Segment Start: Data extracts

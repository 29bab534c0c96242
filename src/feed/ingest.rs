use crate::aggregation::CandleAggregator;
use crate::models::Tick;
use std::sync::Arc;
use tokio::sync::mpsc;
use tokio_util::sync::CancellationToken;

/// Create the bounded channel between feed sources and the ingest task
pub fn tick_channel(capacity: usize) -> (mpsc::Sender<Tick>, mpsc::Receiver<Tick>) {
    mpsc::channel(capacity.max(1))
}

/// Counters reported when the ingest task exits
#[derive(Debug, Default, Clone, PartialEq, Eq)]
pub struct IngestStats {
    pub accepted: u64,
    pub ignored: u64,
    pub failed: u64,
}

/// Single consumer folding every received tick into the aggregator
///
/// Exits when the token is cancelled or every sender has been dropped.
pub async fn run_ingest(
    mut rx: mpsc::Receiver<Tick>,
    aggregator: Arc<CandleAggregator>,
    cancel: CancellationToken,
) -> IngestStats {
    let mut stats = IngestStats::default();

    loop {
        let tick = tokio::select! {
            _ = cancel.cancelled() => break,
            received = rx.recv() => match received {
                Some(tick) => tick,
                None => break,
            },
        };

        match aggregator.ingest(&tick) {
            Ok(true) => stats.accepted += 1,
            Ok(false) => stats.ignored += 1,
            Err(e) => {
                stats.failed += 1;
                tracing::warn!("Failed to ingest tick for {}: {}", tick.instrument, e);
            }
        }
    }

    tracing::info!(
        "📥 Ingest stopped: {} accepted, {} ignored, {} failed",
        stats.accepted,
        stats.ignored,
        stats.failed
    );

    stats
}
use crate::error::ScreenerError;
use crate::models::Candle;
use std::collections::{HashMap, VecDeque};
use std::sync::{Arc, RwLock};

/// Promoted candles per instrument, capped at `max_candles`
///
/// Sequences are oldest first. Appending past the cap evicts from the front.
/// Instruments with no promoted candle have no entry and read as empty.
#[derive(Clone)]
pub struct CandleHistory {
    series: Arc<RwLock<HashMap<String, VecDeque<Candle>>>>,
    max_candles: usize,
}

impl CandleHistory {
    /// `max_candles` applies to each instrument separately
    pub fn new(max_candles: usize) -> Self {
        Self {
            series: Arc::new(RwLock::new(HashMap::new())),
            max_candles,
        }
    }

    pub fn max_candles(&self) -> usize {
        self.max_candles
    }

    /// Returns the instrument's length after eviction; the aggregator gates
    /// evaluation on it
    pub fn push(&self, candle: Candle) -> Result<usize, ScreenerError> {
        let mut series = self.series.write().map_err(ScreenerError::poisoned)?;
        let capacity = self.max_candles;

        let window = series
            .entry(candle.instrument.clone())
            .or_insert_with(|| VecDeque::with_capacity(capacity));

        if window.len() >= capacity {
            let excess = window.len() + 1 - capacity;
            window.drain(..excess.min(window.len()));
        }
        window.push_back(candle);

        Ok(window.len())
    }

    pub fn candles(&self, instrument: &str) -> Result<Vec<Candle>, ScreenerError> {
        self.recent(instrument, usize::MAX)
    }

    /// Up to `n` newest candles, still oldest first
    pub fn recent(&self, instrument: &str, n: usize) -> Result<Vec<Candle>, ScreenerError> {
        let series = self.series.read().map_err(ScreenerError::poisoned)?;

        let Some(window) = series.get(instrument) else {
            return Ok(Vec::new());
        };
        let from = window.len().saturating_sub(n);
        Ok(window.range(from..).cloned().collect())
    }

    pub fn len(&self, instrument: &str) -> Result<usize, ScreenerError> {
        let series = self.series.read().map_err(ScreenerError::poisoned)?;
        Ok(series.get(instrument).map_or(0, VecDeque::len))
    }
}
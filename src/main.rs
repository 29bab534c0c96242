use anyhow::Context;
use chrono::{NaiveDate, Utc};
use clap::Parser;
use gapscreener::api::{load_reference_levels, HistoryClient, StaticReferenceSource};
use gapscreener::feed::{
    run_ingest, tick_channel, ReplayFeed, SyntheticFeed, SyntheticTickGenerator,
};
use gapscreener::session::{
    run_live, AlwaysOpen, LiveSettings, LogPresenter, MarketHours, RunLoop, TickSource,
};
use gapscreener::strategy::GapVwapStrategy;
use gapscreener::{CandleAggregator, ReferenceBook, ScreenerConfig};
use std::path::PathBuf;
use std::sync::Arc;
use tokio::time::Duration;
use tokio_util::sync::CancellationToken;

#[derive(Parser, Debug)]
#[command(name = "gapscreener", about = "Intraday gap + VWAP screener")]
struct Args {
    /// Config file (TOML); defaults to ./gapscreener.toml when present
    #[arg(long)]
    config: Option<PathBuf>,

    /// Replay recorded feed frames (one JSON frame per line) on a simulated clock
    #[arg(long, conflicts_with = "synthetic")]
    ticks: Option<PathBuf>,

    /// Generate random-walk ticks instead of reading frames from stdin
    #[arg(long)]
    synthetic: bool,

    /// Keep running outside the configured market session
    #[arg(long)]
    ignore_market_hours: bool,

    /// Seed for the synthetic feed
    #[arg(long, default_value_t = 42)]
    seed: u64,
}

#[tokio::main]
async fn main() -> anyhow::Result<()> {
    dotenvy::dotenv().ok();
    setup_logging();

    let args = Args::parse();
    let config = ScreenerConfig::load(args.config.as_deref())?;

    tracing::info!("🚀 Gap screener starting");
    tracing::info!(
        "📊 {} instruments, {}s candles, cap {}, evaluate every {} candles",
        config.universe.len(),
        config.bucket_secs,
        config.history_cap,
        config.stride
    );

    let hours = MarketHours::from_settings(&config.market)?;
    let presenter = LogPresenter::new(hours.offset());

    if let Some(path) = args.ticks.clone() {
        return replay_session(&config, path, &presenter).await;
    }

    let session = Utc::now().with_timezone(&hours.offset()).date_naive();
    let generator = args
        .synthetic
        .then(|| SyntheticTickGenerator::new(&config.universe, args.seed));

    let references = match &generator {
        Some(generator) => generator.reference_levels(),
        None => load_references(&config, session).await?,
    };

    let aggregator = create_aggregator(&config, references);
    tracing::info!(
        "🧠 Strategy: {} over {} instruments",
        aggregator.strategy_name(),
        aggregator.universe().len()
    );

    let source = match generator {
        Some(generator) => {
            tracing::info!("🎲 Synthetic feed (seed {})", args.seed);
            TickSource::Synthetic(SyntheticFeed::new(generator, Duration::from_secs(1)))
        }
        None => {
            tracing::info!("📡 Reading feed frames from stdin");
            TickSource::Frames(Box::new(std::io::BufReader::new(std::io::stdin())))
        }
    };

    let cancel = CancellationToken::new();
    let shutdown = {
        let cancel = cancel.clone();
        tokio::spawn(async move {
            if tokio::signal::ctrl_c().await.is_ok() {
                tracing::info!("⚠️  Received Ctrl+C, shutting down...");
            }
            cancel.cancel();
        })
    };

    let settings = LiveSettings::from_config(&config);
    let summary = if args.ignore_market_hours {
        run_live(aggregator, AlwaysOpen, source, &settings, cancel, &presenter).await
    } else {
        run_live(aggregator, hours, source, &settings, cancel, &presenter).await
    };
    shutdown.abort();

    tracing::info!(
        "👋 Gap screener stopped: {} cycles, {} signals",
        summary.cycles,
        summary.signals
    );
    Ok(())
}

/// Replay a recorded file, then promote every bucket it covers in order
async fn replay_session(
    config: &ScreenerConfig,
    path: PathBuf,
    presenter: &LogPresenter,
) -> anyhow::Result<()> {
    let aggregator = create_aggregator(config, config.static_references());
    let cancel = CancellationToken::new();
    let (tx, rx) = tick_channel(config.channel_capacity);

    let ingest_task = tokio::spawn(run_ingest(rx, aggregator.clone(), cancel.clone()));
    let stats = ReplayFeed::new(&path)
        .run(tx, cancel.clone())
        .await
        .map_err(|e| anyhow::anyhow!("{}", e))
        .with_context(|| format!("Failed to replay {}", path.display()))?;

    // Sender dropped: ingest drains the channel and exits
    let ingest = ingest_task.await.context("Ingest task failed")?;
    tracing::info!("📥 Ingested {} of {} replayed ticks", ingest.accepted, stats.ticks);

    let (Some(first), Some(last)) = (stats.first_tick, stats.last_tick) else {
        tracing::warn!("No ticks in {}", path.display());
        return Ok(());
    };

    let mut run_loop = RunLoop::new(aggregator, AlwaysOpen, cancel)
        .with_grace(Duration::from_secs(config.promotion_grace_secs))
        .with_recent_signals(config.recent_signals);
    let summary = run_loop.run_simulated(first, last, presenter);

    tracing::info!(
        "✅ Replay complete: {} cycles, {} signals",
        summary.cycles,
        summary.signals
    );
    Ok(())
}

fn create_aggregator(config: &ScreenerConfig, references: ReferenceBook) -> Arc<CandleAggregator> {
    Arc::new(CandleAggregator::new(
        config.universe.clone(),
        config.bucket_width(),
        config.history_cap,
        references,
        Arc::new(GapVwapStrategy::new(config.stride)),
    ))
}

/// Prior-session levels from the history API when credentials are set, else from config
async fn load_references(
    config: &ScreenerConfig,
    session: NaiveDate,
) -> anyhow::Result<ReferenceBook> {
    let credentials = (
        std::env::var("HISTORY_CLIENT_ID").ok(),
        std::env::var("HISTORY_ACCESS_TOKEN").ok(),
    );

    let book = match credentials {
        (Some(client_id), Some(access_token)) => {
            tracing::info!("📚 Fetching prior-session levels for {}", session);
            let client =
                HistoryClient::new(&config.history, &config.exchange, &client_id, &access_token)
                    .map_err(|e| anyhow::anyhow!("Failed to build history client: {}", e))?;
            load_reference_levels(&client, &config.universe, session).await
        }
        _ => {
            tracing::info!("📚 No history credentials, using configured reference levels");
            let source = StaticReferenceSource::new(config.static_references());
            load_reference_levels(&source, &config.universe, session).await
        }
    };

    Ok(book)
}

fn setup_logging() {
    let filter = tracing_subscriber::EnvFilter::try_from_default_env()
        .unwrap_or_else(|_| tracing_subscriber::EnvFilter::new("gapscreener=info"));

    tracing_subscriber::fmt().with_env_filter(filter).init();
}
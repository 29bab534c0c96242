use thiserror::Error;

/// Domain errors raised by the screener core and its collaborators
#[derive(Debug, Error)]
pub enum ScreenerError {
    #[error("lock poisoned: {0}")]
    LockPoisoned(String),

    #[error("malformed feed message: {0}")]
    MalformedMessage(String),

    #[error("history API error ({status}): {body}")]
    HistoryApi { status: u16, body: String },

    #[error("invalid configuration: {0}")]
    InvalidConfig(String),

    #[error("tick channel closed")]
    ChannelClosed,
}

impl ScreenerError {
    pub(crate) fn poisoned<E: std::fmt::Display>(e: E) -> Self {
        ScreenerError::LockPoisoned(e.to_string())
    }
}
// Core modules
pub mod aggregation;
pub mod api;
pub mod config;
pub mod error;
pub mod feed;
pub mod indicators;
pub mod models;
pub mod session;
pub mod strategy;

// Re-export commonly used types
pub use aggregation::CandleAggregator;
pub use config::ScreenerConfig;
pub use error::ScreenerError;
pub use models::*;
pub use strategy::{SignalFeed, Strategy};

// Error handling
pub type Result<T> = std::result::Result<T, Box<dyn std::error::Error + Send + Sync>>;
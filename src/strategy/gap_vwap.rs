use super::Strategy;
use crate::indicators::calculate_vwap;
use crate::models::{Candle, ReferenceLevels, Signal, SignalKind};
use chrono::{DateTime, Utc};

/// Classify a gap/trend/VWAP confluence
///
/// First match wins:
/// - gap up: `open > ref.high`, `close > open`, `close > vwap`
/// - gap down: `open < ref.low`, `close < open`, `close < vwap`
pub fn classify(open: f64, close: f64, vwap: f64, reference: &ReferenceLevels) -> Option<SignalKind> {
    if open > reference.high && close > open && close > vwap {
        Some(SignalKind::GapUpBullish)
    } else if open < reference.low && close < open && close < vwap {
        Some(SignalKind::GapDownBearish)
    } else {
        None
    }
}

/// Gap-vs-previous-session strategy confirmed by intraday trend and VWAP
///
/// `open` is the open of the oldest candle in the evaluated window, not the
/// session open. `close` is the newest candle's close and VWAP is computed
/// over the window only.
#[derive(Debug, Clone)]
pub struct GapVwapStrategy {
    window: usize,
}

impl GapVwapStrategy {
    /// `window` is also the aggregator's evaluation stride
    ///
    /// A window of 0 is raised to 1. `ScreenerConfig::validate` rejects a
    /// zero stride, but the aggregator divides by this value, so direct
    /// library callers get a one-candle window instead of a panic.
    pub fn new(window: usize) -> Self {
        Self {
            window: window.max(1),
        }
    }
}

impl Default for GapVwapStrategy {
    fn default() -> Self {
        Self::new(5)
    }
}

impl Strategy for GapVwapStrategy {
    fn evaluate(
        &self,
        instrument: &str,
        window: &[Candle],
        reference: Option<&ReferenceLevels>,
        emitted_at: DateTime<Utc>,
    ) -> Option<Signal> {
        let Some(reference) = reference else {
            tracing::debug!(instrument, "No reference levels, skipping evaluation");
            return None;
        };

        let open = window.first()?.open;
        let close = window.last()?.close;
        let Some(vwap) = calculate_vwap(window) else {
            tracing::debug!(instrument, "Zero volume window, VWAP undefined");
            return None;
        };

        tracing::debug!(
            "{}: open={:.2} close={:.2} vwap={:.2} ref_high={:.2} ref_low={:.2}",
            instrument,
            open,
            close,
            vwap,
            reference.high,
            reference.low
        );

        let kind = classify(open, close, vwap, reference)?;

        Some(Signal {
            instrument: instrument.to_string(),
            emitted_at,
            kind,
            message: kind.describe(instrument),
            open,
            close,
            vwap,
        })
    }

    fn name(&self) -> &str {
        "Gap + VWAP"
    }

    fn min_candles_required(&self) -> usize {
        self.window
    }
}
pub mod history;

pub use history::{load_reference_levels, HistoryClient, ReferenceSource, StaticReferenceSource};
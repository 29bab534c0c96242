// Tick bucketing and candle promotion
pub mod aggregator;
pub mod candle_history;
pub mod tick_buffer;

pub use aggregator::CandleAggregator;
pub use candle_history::CandleHistory;
pub use tick_buffer::{bucket_start, TickBuffer};
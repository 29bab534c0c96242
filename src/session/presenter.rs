use crate::models::Signal;
use chrono::FixedOffset;

/// Receives the most recent slice of the signal feed once per cycle
pub trait SignalPresenter: Send + Sync {
    fn present(&self, recent: &[Signal]);

    /// Called once when the run loop stops
    fn stopped(&self) {}
}

/// Renders the signal feed through the log
pub struct LogPresenter {
    offset: FixedOffset,
}

impl LogPresenter {
    /// Emission times are shown in the given offset (the exchange's local time)
    pub fn new(offset: FixedOffset) -> Self {
        Self { offset }
    }
}

impl SignalPresenter for LogPresenter {
    fn present(&self, recent: &[Signal]) {
        if recent.is_empty() {
            tracing::info!("No signals yet... waiting for market activity.");
            return;
        }

        tracing::info!("📌 Latest Signals ({})", recent.len());
        for signal in recent {
            tracing::info!(
                "  {}  {}  (open {:.2}, close {:.2}, vwap {:.2})",
                signal.emitted_at.with_timezone(&self.offset).format("%H:%M:%S"),
                signal.message,
                signal.open,
                signal.close,
                signal.vwap
            );
        }
    }

    fn stopped(&self) {
        tracing::info!("✅ Market Closed. Screener Stopped.");
    }
}
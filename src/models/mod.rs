use chrono::{DateTime, Utc};
use serde::{Deserialize, Serialize};
use std::collections::HashMap;
use std::fmt;

/// A single price update for one instrument, as delivered by the feed
///
/// OHLC values describe the feed's own internal window; `volume` is the
/// traded volume inside that window.
#[derive(Debug, Clone, Serialize, Deserialize, PartialEq)]
pub struct Tick {
    pub instrument: String,
    pub timestamp: DateTime<Utc>,
    pub open: f64,
    pub high: f64,
    pub low: f64,
    pub close: f64,
    pub volume: f64,
}

/// Mutable accumulator for one (instrument, bucket) pair
#[derive(Debug, Clone, PartialEq)]
pub struct PartialCandle {
    pub bucket: DateTime<Utc>,
    pub open: f64,
    pub high: f64,
    pub low: f64,
    pub close: f64,
    pub volume: f64,
}

impl PartialCandle {
    /// Seed a partial candle directly from the first tick of its bucket
    pub fn seed(bucket: DateTime<Utc>, tick: &Tick) -> Self {
        Self {
            bucket,
            open: tick.open,
            high: tick.high,
            low: tick.low,
            close: tick.close,
            volume: tick.volume,
        }
    }

    /// Fold a later tick of the same bucket into this candle
    ///
    /// `open` is never overwritten; `close` is last-write-wins.
    pub fn merge(&mut self, tick: &Tick) {
        self.high = self.high.max(tick.high);
        self.low = self.low.min(tick.low);
        self.close = tick.close;
        self.volume += tick.volume;
    }

    pub fn finalize(self, instrument: &str) -> Candle {
        Candle {
            instrument: instrument.to_string(),
            timestamp: self.bucket,
            open: self.open,
            high: self.high,
            low: self.low,
            close: self.close,
            volume: self.volume,
        }
    }
}

/// Finalized OHLCV candle; `timestamp` is the bucket start
#[derive(Debug, Clone, Serialize, Deserialize, PartialEq)]
pub struct Candle {
    pub instrument: String,
    pub timestamp: DateTime<Utc>,
    pub open: f64,
    pub high: f64,
    pub low: f64,
    pub close: f64,
    pub volume: f64,
}

impl Candle {
    /// (high + low + close) / 3
    pub fn typical_price(&self) -> f64 {
        (self.high + self.low + self.close) / 3.0
    }
}

/// Prior-session high/low used as the gap baseline
#[derive(Debug, Clone, Copy, Serialize, Deserialize, PartialEq)]
pub struct ReferenceLevels {
    pub high: f64,
    pub low: f64,
}

/// Reference levels per instrument; a missing entry means the fetch failed
pub type ReferenceBook = HashMap<String, ReferenceLevels>;

/// Gap/trend/VWAP confluence classification
#[derive(Debug, Clone, Copy, Serialize, Deserialize, PartialEq, Eq)]
#[serde(rename_all = "SCREAMING_SNAKE_CASE")]
pub enum SignalKind {
    GapUpBullish,
    GapDownBearish,
}

impl SignalKind {
    pub fn describe(&self, instrument: &str) -> String {
        match self {
            SignalKind::GapUpBullish => {
                format!("📈 {}: GAP UP + Bullish + Above VWAP", instrument)
            }
            SignalKind::GapDownBearish => {
                format!("📉 {}: GAP DOWN + Bearish + Below VWAP", instrument)
            }
        }
    }
}

impl fmt::Display for SignalKind {
    fn fmt(&self, f: &mut fmt::Formatter<'_>) -> fmt::Result {
        match self {
            SignalKind::GapUpBullish => write!(f, "GAP_UP_BULLISH"),
            SignalKind::GapDownBearish => write!(f, "GAP_DOWN_BEARISH"),
        }
    }
}

/// Emitted trading signal
///
/// `emitted_at` is wall-clock emission time, not a candle timestamp.
#[derive(Debug, Clone, Serialize, Deserialize, PartialEq)]
pub struct Signal {
    pub instrument: String,
    pub emitted_at: DateTime<Utc>,
    pub kind: SignalKind,
    pub message: String,
    pub open: f64,
    pub close: f64,
    pub vwap: f64,
}
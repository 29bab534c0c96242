use super::message::decode_frame;
use crate::error::ScreenerError;
use crate::models::Tick;
use chrono::{DateTime, Utc};
use std::io::BufRead;
use std::path::PathBuf;
use tokio::fs::File;
use tokio::io::{AsyncBufRead, AsyncBufReadExt, BufReader};
use tokio::sync::mpsc;
use tokio::time::{sleep, Duration};
use tokio_util::sync::CancellationToken;

#[derive(Debug, Default, Clone, PartialEq, Eq)]
pub struct ReplayStats {
    pub frames: u64,
    pub ticks: u64,
    pub malformed: u64,
    /// Earliest and latest tick timestamps seen
    pub first_tick: Option<DateTime<Utc>>,
    pub last_tick: Option<DateTime<Utc>>,
}

impl ReplayStats {
    /// Decode one line, updating the counters; `None` for blank or malformed lines
    fn decode_line(&mut self, line: &str) -> Option<Vec<Tick>> {
        let line = line.trim();
        if line.is_empty() {
            return None;
        }

        self.frames += 1;
        match decode_frame(line) {
            Ok(ticks) => Some(ticks),
            Err(e) => {
                self.malformed += 1;
                tracing::warn!("Skipping frame {}: {}", self.frames, e);
                None
            }
        }
    }

    fn record(&mut self, tick: &Tick) {
        let ts = tick.timestamp;
        self.first_tick = Some(self.first_tick.map_or(ts, |first| first.min(ts)));
        self.last_tick = Some(self.last_tick.map_or(ts, |last| last.max(ts)));
        self.ticks += 1;
    }
}

/// Feed source replaying recorded socket frames, one JSON frame per line
pub struct ReplayFeed {
    path: PathBuf,
    pace: Option<Duration>,
}

impl ReplayFeed {
    pub fn new(path: impl Into<PathBuf>) -> Self {
        Self {
            path: path.into(),
            pace: None,
        }
    }

    /// Sleep this long between frames instead of replaying as fast as possible
    pub fn with_pace(mut self, pace: Duration) -> Self {
        self.pace = Some(pace);
        self
    }

    pub async fn run(
        &self,
        tx: mpsc::Sender<Tick>,
        cancel: CancellationToken,
    ) -> crate::Result<ReplayStats> {
        let file = File::open(&self.path).await?;
        tracing::info!("▶️  Replaying frames from {}", self.path.display());

        replay_frames(BufReader::new(file), tx, cancel, self.pace).await
    }
}

/// Decode frames line by line and push their ticks into the channel
///
/// Malformed frames are logged and skipped. Blank lines are ignored.
pub async fn replay_frames<R>(
    reader: R,
    tx: mpsc::Sender<Tick>,
    cancel: CancellationToken,
    pace: Option<Duration>,
) -> crate::Result<ReplayStats>
where
    R: AsyncBufRead + Unpin,
{
    let mut stats = ReplayStats::default();
    let mut lines = AsyncBufReadExt::lines(reader);

    while let Some(line) = lines.next_line().await? {
        if cancel.is_cancelled() {
            break;
        }

        let Some(ticks) = stats.decode_line(&line) else {
            continue;
        };

        for tick in ticks {
            stats.record(&tick);
            tx.send(tick).await.map_err(|_| ScreenerError::ChannelClosed)?;
        }

        if let Some(pace) = pace {
            sleep(pace).await;
        }
    }

    tracing::info!(
        "⏹️  Replay finished: {} frames, {} ticks, {} malformed",
        stats.frames,
        stats.ticks,
        stats.malformed
    );

    Ok(stats)
}

/// Read frames from a blocking reader on a detached OS thread
///
/// The thread is never joined, so a read that never returns (an idle stdin)
/// cannot hold up shutdown. It ends at EOF, when the channel closes, or at
/// the first line read after cancellation.
pub fn spawn_frame_reader<R>(
    reader: R,
    tx: mpsc::Sender<Tick>,
    cancel: CancellationToken,
) -> std::io::Result<()>
where
    R: BufRead + Send + 'static,
{
    std::thread::Builder::new()
        .name("frame-reader".to_string())
        .spawn(move || {
            let mut stats = ReplayStats::default();

            for line in BufRead::lines(reader) {
                if cancel.is_cancelled() {
                    break;
                }

                let line = match line {
                    Ok(line) => line,
                    Err(e) => {
                        tracing::error!("Feed reader failed: {}", e);
                        break;
                    }
                };

                let Some(ticks) = stats.decode_line(&line) else {
                    continue;
                };

                for tick in ticks {
                    stats.record(&tick);
                    if tx.blocking_send(tick).is_err() {
                        tracing::debug!("Tick channel closed, stopping frame reader");
                        return;
                    }
                }
            }

            tracing::info!(
                "⏹️  Frame reader finished: {} frames, {} ticks, {} malformed",
                stats.frames,
                stats.ticks,
                stats.malformed
            );
        })?;

    Ok(())
}
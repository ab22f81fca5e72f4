//! Info command implementation

use crate::cli::logging::log;
use crate::cli::LogLevel;
use crate::config::{
    load_config_with_overrides, to_json_string, to_yaml_string, InfoArgs, OutputFormat,
    TrainConfig,
};
use crate::layout::RunLayout;
use crate::schedule::{summarize, RunSummary};

/// Format the run summary as a string
pub fn format_run_summary(summary: &RunSummary) -> String {
    let mut lines = vec![
        format!("Epochs: {}", summary.epochs),
        format!("Collection epochs: {}", summary.collection_epochs),
        format!("Evaluation epochs: {}", summary.evaluation_epochs),
        format!("Checkpoints written: {}", summary.checkpoint_epochs),
    ];
    for phase in &summary.phases {
        lines.push(format!(
            "{}: trains {} epochs ({} optimizer steps, {} samples), evaluated {} times",
            phase.phase,
            phase.training_epochs,
            phase.optimizer_steps,
            phase.samples,
            phase.evaluation_epochs
        ));
    }
    lines.join("\n")
}

fn print_text(config: &TrainConfig, level: LogLevel) -> Result<(), String> {
    log(level, LogLevel::Normal, "Configuration Info:");
    println!();
    if let Some(project) = &config.wandb.project {
        println!("Project: {project}");
    }
    println!("Device: {}", config.common.device);

    let layout = RunLayout::resolve(config, chrono::Local::now().naive_local())
        .map_err(|e| e.to_string())?;
    if layout.resumed {
        println!("Run directory: {} (resumed)", layout.base.display());
    } else {
        println!("Run directory: {}", layout.base.display());
    }
    println!();
    println!("{}", format_run_summary(&summarize(config)));
    Ok(())
}

pub fn run_info(args: InfoArgs, level: LogLevel) -> Result<(), String> {
    let config = load_config_with_overrides(&args.config, &args.overrides)
        .map_err(|e| format!("Config error [{}]: {e}", e.code()))?;

    match args.format {
        OutputFormat::Text => print_text(&config, level)?,
        OutputFormat::Json => {
            println!("{}", to_json_string(&config).map_err(|e| e.to_string())?);
        }
        OutputFormat::Yaml => {
            print!("{}", to_yaml_string(&config).map_err(|e| e.to_string())?);
        }
    }

    Ok(())
}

Segment End: Data extracts

### Exercise aim
Tell how many lines in the data above hold "body". Nothing but the number.

### Task output
2